(Records from a collection)

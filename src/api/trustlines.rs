// SPDX-License-Identifier: AGPL-3.0-or-later
//
// Copyright (C) 2026 Fundbridge Contributors

//! Trust-line creation.

use axum::{extract::State, http::StatusCode, Json};
use serde::{Deserialize, Serialize};
use utoipa::ToSchema;

use crate::{
    error::ApiError,
    ledger::{ops, Wallet},
    state::AppState,
    storage::{InvestorRepository, IssuerRepository},
};

use super::wallets::DEFAULT_TRUST_LIMIT;

/// Request to open a trust line from a stored investor wallet to an issuer.
#[derive(Debug, Clone, Deserialize, ToSchema)]
pub struct CreateTrustLineRequest {
    /// Investor wallet address
    pub wallet_address: String,
    /// Currency code
    pub currency: String,
    /// Issuer wallet address
    pub issuer: String,
    /// Trust limit; defaults to 1000000
    pub limit: Option<String>,
}

/// Trust-line creation outcome.
#[derive(Debug, Clone, Serialize, ToSchema)]
pub struct TrustLineStatusResponse {
    /// "created" or "exists"
    pub status: String,
}

/// Open an authorized trust line from an investor to an issuer.
///
/// Idempotent: if the line already exists, reports `exists` without touching
/// the ledger again.
#[utoipa::path(
    post,
    path = "/v1/trustlines",
    tag = "TrustLines",
    request_body = CreateTrustLineRequest,
    responses(
        (status = 201, description = "Trust line created", body = TrustLineStatusResponse),
        (status = 200, description = "Trust line already exists", body = TrustLineStatusResponse),
        (status = 400, description = "Missing parameters or wallet mismatch"),
        (status = 404, description = "Unknown issuer or investor"),
        (status = 503, description = "Ledger unavailable")
    )
)]
pub async fn create_trust_line(
    State(state): State<AppState>,
    Json(request): Json<CreateTrustLineRequest>,
) -> Result<(StatusCode, Json<TrustLineStatusResponse>), ApiError> {
    if request.wallet_address.is_empty() || request.currency.is_empty() || request.issuer.is_empty()
    {
        return Err(ApiError::bad_request("missing_parameters"));
    }
    let limit = request.limit.as_deref().unwrap_or(DEFAULT_TRUST_LIMIT);

    let issuer = IssuerRepository::new(&state.pool)
        .find_by_address(&request.issuer)
        .await?
        .ok_or_else(|| ApiError::not_found("admin_not_found"))?;

    let investor = InvestorRepository::new(&state.pool)
        .find_by_address(&request.wallet_address)
        .await?
        .ok_or_else(|| ApiError::not_found("investor_not_found"))?;

    let investor_wallet = Wallet::from_seed(&investor.secret)?;
    if investor_wallet.address() != investor.address {
        return Err(ApiError::bad_request("wallet_mismatch"));
    }

    // Idempotency check against the validated ledger.
    let existing = state
        .ledger
        .account_lines(investor_wallet.address(), Some(&request.issuer))
        .await?;
    let has_line = existing
        .iter()
        .any(|line| line.currency == request.currency && line.account == request.issuer);
    if has_line {
        return Ok((
            StatusCode::OK,
            Json(TrustLineStatusResponse {
                status: "exists".to_string(),
            }),
        ));
    }

    let issuer_wallet = Wallet::from_seed(&issuer.secret)?;
    ops::set_trust_line(
        &state.ledger,
        &investor_wallet,
        &issuer_wallet,
        &request.currency,
        limit,
    )
    .await?;

    Ok((
        StatusCode::CREATED,
        Json(TrustLineStatusResponse {
            status: "created".to_string(),
        }),
    ))
}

-- What you have to do --
Say the number of data lines holding "Deserialize", without any other words.

-- Written response --
2